These are the initiatives we currently have ongoing in the Ladner research group.
Regenerable membranes
Fouling (a buildup of organic matter or other material that decreases productivity) is one of the most significant drawbacks to using membranes for water treatment. Membranes can be cleaned to remove the foulants, but rarely can they be cleaned completely. This project seeks to develop a new kind of membrane with a “regenerable skin.” The skin can be shed after fouling and a new skin can be applied to give a perfectly fresh membrane. The big question is what do we use for the skin and how do we attach it and release it. As part of this effort we are trying to find coatings that can adsorb low-concentration pollutants like endocrine disrupting compounds, pharmaceuticals, and personal care products.
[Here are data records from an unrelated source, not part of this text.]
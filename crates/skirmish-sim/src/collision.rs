//! Static obstacle set.
//!
//! `CollisionManager` owns every obstacle rectangle: the level-authored
//! baseline plus obstacles registered at runtime (vehicle footprints). The
//! storage sits behind `ObstacleIndex` so a spatial index can replace the
//! linear scan without touching callers.

use glam::Vec2;
use log::debug;

use skirmish_core::constants::{DYNAMIC_OBSTACLE_MARGIN, MAP_OBSTACLE_EXPANSION};
use skirmish_core::types::Rect;

use skirmish_ai::perception;

use crate::level::{LevelSource, LAYER_CAR_STATIC_POINTS, LAYER_COLLISIONS};

/// Storage and queries for obstacle rectangles.
pub trait ObstacleIndex: Default + Send {
    fn insert(&mut self, rect: Rect);
    fn clear(&mut self);
    /// All rectangles in insertion order.
    fn rects(&self) -> &[Rect];

    fn len(&self) -> usize {
        self.rects().len()
    }

    fn is_empty(&self) -> bool {
        self.rects().is_empty()
    }

    fn overlaps(&self, rect: &Rect) -> bool {
        self.rects().iter().any(|r| r.overlaps(rect))
    }

    fn contains_point(&self, p: Vec2) -> bool {
        self.rects().iter().any(|r| r.contains_point(p))
    }
}

/// Flat vector with O(n) queries.
#[derive(Debug, Clone, Default)]
pub struct LinearObstacles {
    rects: Vec<Rect>,
}

impl ObstacleIndex for LinearObstacles {
    fn insert(&mut self, rect: Rect) {
        self.rects.push(rect);
    }

    fn clear(&mut self) {
        self.rects.clear();
    }

    fn rects(&self) -> &[Rect] {
        &self.rects
    }
}

#[derive(Debug, Clone, Default)]
pub struct CollisionManager<I: ObstacleIndex = LinearObstacles> {
    index: I,
    /// Level-authored obstacles, already expanded.
    baseline: Vec<Rect>,
}

impl<I: ObstacleIndex> CollisionManager<I> {
    pub fn new() -> Self {
        Self::default()
    }

    /// Replace the baseline with the level's obstacles and rebuild.
    ///
    /// `Collisions` rectangles get the map expansion on their left edge,
    /// parked vehicles get the runtime margin.
    pub fn load_level(&mut self, level: &dyn LevelSource) {
        self.baseline.clear();
        for rect in level.layer(LAYER_COLLISIONS) {
            self.baseline.push(expand_map_rect(rect));
        }
        for rect in level.layer(LAYER_CAR_STATIC_POINTS) {
            self.baseline.push(rect.expanded(DYNAMIC_OBSTACLE_MARGIN));
        }
        self.rebuild_from_source();
        debug!("Loaded {} level obstacles", self.baseline.len());
    }

    /// Register a runtime obstacle, grown by the dynamic margin.
    pub fn add_obstacle(&mut self, rect: Rect) {
        self.index.insert(rect.expanded(DYNAMIC_OBSTACLE_MARGIN));
    }

    /// Register a map-authored obstacle with the map expansion applied.
    pub fn add_map_obstacle(&mut self, rect: Rect) {
        self.index.insert(expand_map_rect(&rect));
    }

    pub fn query_overlaps(&self, rect: &Rect) -> bool {
        self.index.overlaps(rect)
    }

    pub fn contains_point(&self, p: Vec2) -> bool {
        self.index.contains_point(p)
    }

    /// Line-of-sight occlusion test against every obstacle.
    pub fn segment_blocked(&self, a: Vec2, b: Vec2, buffer: f32) -> bool {
        perception::segment_blocked(self.index.rects(), a, b, buffer)
    }

    pub fn rects(&self) -> &[Rect] {
        self.index.rects()
    }

    pub fn len(&self) -> usize {
        self.index.len()
    }

    pub fn is_empty(&self) -> bool {
        self.index.is_empty()
    }

    pub fn clear(&mut self) {
        self.index.clear();
    }

    /// Restore the obstacle set to the level-authored baseline.
    pub fn rebuild_from_source(&mut self) {
        self.index.clear();
        for rect in &self.baseline {
            self.index.insert(*rect);
        }
    }
}

fn expand_map_rect(rect: &Rect) -> Rect {
    Rect::new(
        rect.x - MAP_OBSTACLE_EXPANSION,
        rect.y,
        rect.width + MAP_OBSTACLE_EXPANSION,
        rect.height,
    )
}

#[cfg(test)]
mod tests {
    use super::*;
    use crate::level::LevelMap;

    #[test]
    fn test_add_obstacle_applies_margin() {
        let mut cm: CollisionManager = CollisionManager::new();
        cm.add_obstacle(Rect::new(10.0, 10.0, 10.0, 10.0));
        assert_eq!(cm.rects()[0], Rect::new(9.0, 9.0, 12.0, 12.0));
        assert!(cm.contains_point(Vec2::new(9.0, 9.0)));
        assert!(cm.query_overlaps(&Rect::new(20.5, 15.0, 5.0, 5.0)));
    }

    #[test]
    fn test_map_obstacle_expands_left_edge() {
        let mut cm: CollisionManager = CollisionManager::new();
        cm.add_map_obstacle(Rect::new(100.0, 100.0, 50.0, 20.0));
        assert_eq!(cm.rects()[0], Rect::new(95.0, 100.0, 55.0, 20.0));
    }

    #[test]
    fn test_rebuild_restores_baseline() {
        let level = LevelMap::demo();
        let mut cm: CollisionManager = CollisionManager::new();
        cm.load_level(&level);
        let baseline = cm.rects().to_vec();
        assert_eq!(baseline.len(), 8);

        cm.add_obstacle(Rect::new(700.0, 700.0, 10.0, 10.0));
        assert_eq!(cm.len(), 9);

        cm.clear();
        assert!(cm.is_empty());
        cm.rebuild_from_source();
        assert_eq!(cm.rects(), baseline.as_slice());
        cm.rebuild_from_source();
        assert_eq!(cm.rects(), baseline.as_slice());
    }

    #[test]
    fn test_segment_blocked_by_crate() {
        let mut cm: CollisionManager = CollisionManager::new();
        cm.add_map_obstacle(Rect::new(400.0, 500.0, 80.0, 80.0));
        assert!(cm.segment_blocked(Vec2::new(300.0, 540.0), Vec2::new(600.0, 540.0), 20.0));
        assert!(!cm.segment_blocked(Vec2::new(300.0, 700.0), Vec2::new(600.0, 700.0), 20.0));
    }
}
Helical-flow reverse osmosis modules
In an effort to reduce fouling and energy consumption in reverse osmosis, we have envisioned a new kind of module. It is similar to current state-of-the-art spiral wound modules, but the spacer between the membranes causes water to flow in a helical path, the geometry of which can be adjusted to give maximum water productivity per energy input. Also, fouling is far less likely in the new flow channels than it is in the standard module. We are beginning bench-scale work as well as computational fluid dynamics (CFD) modeling to determine the usefulness of our concept.
Wind-powered desalination
We are working with a small business, Windation Energy Systems, in California, to couple a wind turbine directly to a reverse osmosis desalination unit. This involves the redesign of the RO system to accommodate low-intensity and intermittent wind. Bench-scale lab experiments as well as modeling of the system are both planned.
Algal biofuel separations
Much of the algal biofuel research currently ongoing is geared toward selecting and modifying strains to increase their lipid content. However, harvesting the algae (removing them from the water they grow in) is a key bottleneck in making algal biofuels sustainable and this is receiving much less attention. We are interested in determining the fundamental properties of the algal cells that affect the energy input required for harvesting. Our focus is on microfiltration and ultrafiltration membrane processes which show great promise for providing the needed separations, especially for the smallest microalgae that have the highest growth rates and lipid contents. The expected end result is to redesign the filtration system to enable low-energy harvesting which will help make algal biofuels viable and sustainable.